# WORK REQUEST
Every line below that holds the string "Array" should be copied.

# MATERIAL SUPPLIED
*** Begin section ***
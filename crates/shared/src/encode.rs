//! Encoder: scenario value model -> JSON document.
//!
//! Output is deterministic. Fields are written in a fixed order and move
//! points are numbered `move_1..move_n` with no gaps, so any file this writes
//! reads back identically under the default decoder, and under every older
//! decoder generation up to its probe bound. Extension fields are only written when they hold something, which
//! keeps plain scenarios byte-compatible with older editors.

use serde_json::{Map, Value};
use tactica_domain::{Explanations, MovePoint, PlacedLogo, Scenario, Squad, Team, TextAnnotation};

use crate::wire;

pub fn encode(scenario: &Scenario) -> Value {
    let mut root = Map::new();
    root.insert(wire::TITLE.into(), scenario.title().into());
    root.insert(wire::BACKGROUND.into(), scenario.background().into());
    root.insert(
        wire::CREATED_BY.into(),
        scenario.created_by().unwrap_or_default().into(),
    );
    root.insert(wire::DATE.into(), scenario.date().unwrap_or_default().into());
    root.insert(
        wire::TEAMS.into(),
        Value::Array(scenario.teams().iter().map(team).collect()),
    );

    if let Some(data) = scenario.drawing_data() {
        root.insert(wire::DRAWING_DATA.into(), data.into());
    }
    if !scenario.logos().is_empty() {
        root.insert(
            wire::LOGOS.into(),
            Value::Array(scenario.logos().iter().map(logo).collect()),
        );
    }
    if !scenario.annotations().is_empty() {
        root.insert(
            wire::ANNOTATIONS.into(),
            Value::Array(scenario.annotations().iter().map(annotation).collect()),
        );
    }

    Value::Object(root)
}

/// Encode and serialize in one step.
pub fn encode_to_string(scenario: &Scenario, pretty: bool) -> Result<String, serde_json::Error> {
    let document = encode(scenario);
    if pretty {
        serde_json::to_string_pretty(&document)
    } else {
        serde_json::to_string(&document)
    }
}

fn team(team: &Team) -> Value {
    let mut obj = Map::new();
    obj.insert(wire::COLOR.into(), team.color().into());
    obj.insert(wire::RIGHT_MOVE.into(), team.right_move().raw().into());
    obj.insert(wire::EXPLANATIONS.into(), explanations(team.explanations()));
    obj.insert(
        wire::SQUADS.into(),
        Value::Array(team.squads().iter().map(squad).collect()),
    );
    Value::Object(obj)
}

fn explanations(explanations: &Explanations) -> Value {
    let mut obj = Map::new();
    obj.insert(wire::RIGHT.into(), explanations.right().into());
    obj.insert(wire::WRONG_1.into(), explanations.wrong_1().into());
    obj.insert(wire::WRONG_2.into(), explanations.wrong_2().into());
    Value::Object(obj)
}

fn squad(squad: &Squad) -> Value {
    let mut obj = Map::new();
    for (i, point) in squad.move_points().iter().enumerate() {
        obj.insert(wire::move_key(i + 1), move_point(point));
    }
    if !squad.members().is_empty() {
        obj.insert(wire::MEMBERS.into(), squad.members().into());
    }
    if let Some(icon) = squad.marker_icon() {
        obj.insert(wire::MARKER_ICON.into(), icon.into());
    }
    Value::Object(obj)
}

fn move_point(point: &MovePoint) -> Value {
    let mut obj = Map::new();
    obj.insert(wire::X.into(), number(point.x()));
    obj.insert(wire::Y.into(), number(point.y()));
    Value::Object(obj)
}

fn logo(logo: &PlacedLogo) -> Value {
    let mut obj = Map::new();
    obj.insert(wire::FILENAME.into(), logo.filename().into());
    obj.insert(wire::X.into(), number(logo.x()));
    obj.insert(wire::Y.into(), number(logo.y()));
    obj.insert(wire::WIDTH.into(), number(logo.width()));
    obj.insert(wire::HEIGHT.into(), number(logo.height()));
    Value::Object(obj)
}

fn annotation(annotation: &TextAnnotation) -> Value {
    let mut obj = Map::new();
    obj.insert(wire::TEXT.into(), annotation.text().into());
    obj.insert(wire::X.into(), number(annotation.x()));
    obj.insert(wire::Y.into(), number(annotation.y()));
    obj.insert(wire::COLOR.into(), annotation.color().into());
    obj.insert(wire::FONT_SIZE.into(), annotation.font_size().into());
    Value::Object(obj)
}

/// JSON has no NaN or infinity; those are written as 0.0.
fn number(value: f64) -> Value {
    match serde_json::Number::from_f64(value) {
        Some(n) => Value::Number(n),
        None => {
            tracing::warn!(value, "Non-finite coordinate written as 0.0");
            Value::from(0.0)
        }
    }
}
*** End section ***
# TASK SOLUTION
        Value::Array(scenario.teams().iter().map(team).collect()),
            Value::Array(scenario.logos().iter().map(logo).collect()),
            Value::Array(scenario.annotations().iter().map(annotation).collect()),
        Value::Array(team.squads().iter().map(squad).collect()),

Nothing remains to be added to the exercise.